Nov 14, 2019 | Commentaires fermés sur Another Distinguée, La Ribot, Le CENTQUATRE-PARIS, Festival d’Automne à Paris

© Grégory Batardon 

 

ƒƒƒ article de Nicolas Brizault

Le Festival d’Automne à Paris présente cette année installations plastiques, spectacles, films, moyens d’expressions multiples, simples et tenaces de La Ribot. Un vrai plaisir lorsqu’on connaît La Ribot, un vrai plaisir lorsqu’on la découvre. Another Distinguée est en ce moment au CENTQUATRE-PARIS, moment évidemment curieux, frôlant le splendide, plongeant dans l’étonnant, étant tout simplement efficace, remuant, beau… C’est tout.  Une petite pancarte prévenait, discrète et amène, que les spectateurs seraient plongés dans une relative obscurité tout au long du spectacle et que tenter de se servir de son téléphone pour voir clair était, ce soir-là, une mauvaise idée.
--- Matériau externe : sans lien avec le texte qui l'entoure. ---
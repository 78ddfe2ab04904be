//! Action server
//!
//! Serves a [`ModelController`] over the clustered framing. Requests on one
//! connection run concurrently and are answered in completion order.

use std::net::SocketAddr;
use std::sync::Arc;

use futures::{SinkExt, StreamExt};
use tokio::net::{TcpListener, TcpStream};
use tokio::sync::mpsc;
use tokio_util::codec::{Framed, LengthDelimitedCodec};
use tracing::{debug, info, warn};

use quarry_core::{FederationError, FederationResult};

use crate::model_rpc::clustered::{encode_frame, split_frame};
use crate::model_rpc::transport::{dispatch, ModelController};

pub struct ActionServer {
    listener: TcpListener,
    controller: Arc<dyn ModelController>,
}

impl ActionServer {
    pub async fn bind(address: &str, controller: Arc<dyn ModelController>) -> FederationResult<Self> {
        let listener = TcpListener::bind(address).await.map_err(|e| {
            FederationError::configuration(format!("cannot bind action server to {address}: {e}"))
        })?;
        Ok(Self {
            listener,
            controller,
        })
    }

    pub fn local_addr(&self) -> FederationResult<SocketAddr> {
        self.listener
            .local_addr()
            .map_err(|e| FederationError::internal(e.to_string()))
    }

    /// Accepts connections until the listener fails.
    pub async fn serve(self) -> FederationResult<()> {
        info!(address = ?self.listener.local_addr().ok(), "Action server listening");
        loop {
            let (stream, peer) = self
                .listener
                .accept()
                .await
                .map_err(|e| FederationError::connectivity(format!("accept failed: {e}")))?;
            debug!(%peer, "Action client connected");
            tokio::spawn(serve_connection(stream, Arc::clone(&self.controller)));
        }
    }
}

async fn serve_connection(stream: TcpStream, controller: Arc<dyn ModelController>) {
    let _ = stream.set_nodelay(true);
    let (mut sink, mut frames) = Framed::new(stream, LengthDelimitedCodec::new()).split();
    let (tx, mut rx) = mpsc::unbounded_channel();

    let writer = tokio::spawn(async move {
        while let Some(frame) = rx.recv().await {
            if let Err(e) = sink.send(frame).await {
                warn!(error = %e, "Failed to write action result");
                break;
            }
        }
    });

    while let Some(frame) = frames.next().await {
        let frame = match frame {
            Ok(frame) => frame,
            Err(e) => {
                warn!(error = %e, "Action connection read failed");
                break;
            }
        };
        let (id, payload) = match split_frame(&frame) {
            Ok((id, payload)) => (id, payload.to_vec()),
            Err(e) => {
                warn!(error = %e, "Discarding malformed frame");
                continue;
            }
        };

        let controller = Arc::clone(&controller);
        let tx = tx.clone();
        tokio::spawn(async move {
            match dispatch(&controller, &payload, Some(id)).await {
                Ok(result) => {
                    let _ = tx.send(encode_frame(id, &result));
                }
                Err(e) => warn!(request_id = %id, error = %e, "Failed to encode action result"),
            }
        });
    }

    drop(tx);
    let _ = writer.await;
    debug!("Action client disconnected");
}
Ceux qui ne connaissaient pas La Ribot survolaient cette affiche naine sans y prêter attention, les autres, déjà, frémissaient d’aise.

Another Distinguée, créée en 2016, reprend, se sert, utilise huit « pièces » déjà mises en place, avec La Ribot et deux danseurs, Juan Loriente, Thami Manekehla, complices, reflets, apparition, ou non, on ne le sait pas. Les spectateurs sont jetés dans le noir, ou presque, essaient de comprendre, d’avancer en suivant des règles (euh…), en faisant comme ils peuvent, comme si. Autour d’un immense rocher-caverne en caoutchouc noir, à mi-chemin entre latex et sac poubelle, débute donc une longue et forte procession, un va et vient au hasard, pour tenter d’être plus proche, de voir. Les trois personnages se battent, dansent, se touchent, se défont, se déchirent, dansent, bref font l’amour au milieu du public, silencieux, emporté, plongé très vite lui aussi dans un rythme violent, et donc vrai.

Les spectateurs deviennent mobiles, sont happés ici ou là, par des silhouettes qui tentent de s’ébattre entre ces silhouettes de moins en moins passives, « entourantes » et proches. La Ribot pliée en deux se retient à votre cheville, pendant qu’un homme découpe, allège les couches de tissus qui la dissimulent et la rende anonyme. Puis c’est elle qui déchire, découpe, allège, la nudité est proche, la nudité est là.

Trois corps au milieu d’une foule aspirante, une musique qui assomme ou pire encore et si terriblement rare, un silence pur, rien, ni d’eux ni de nous, extase simplement, partage, vision, et les tremblements qui surviennent, là, juste après l’envie.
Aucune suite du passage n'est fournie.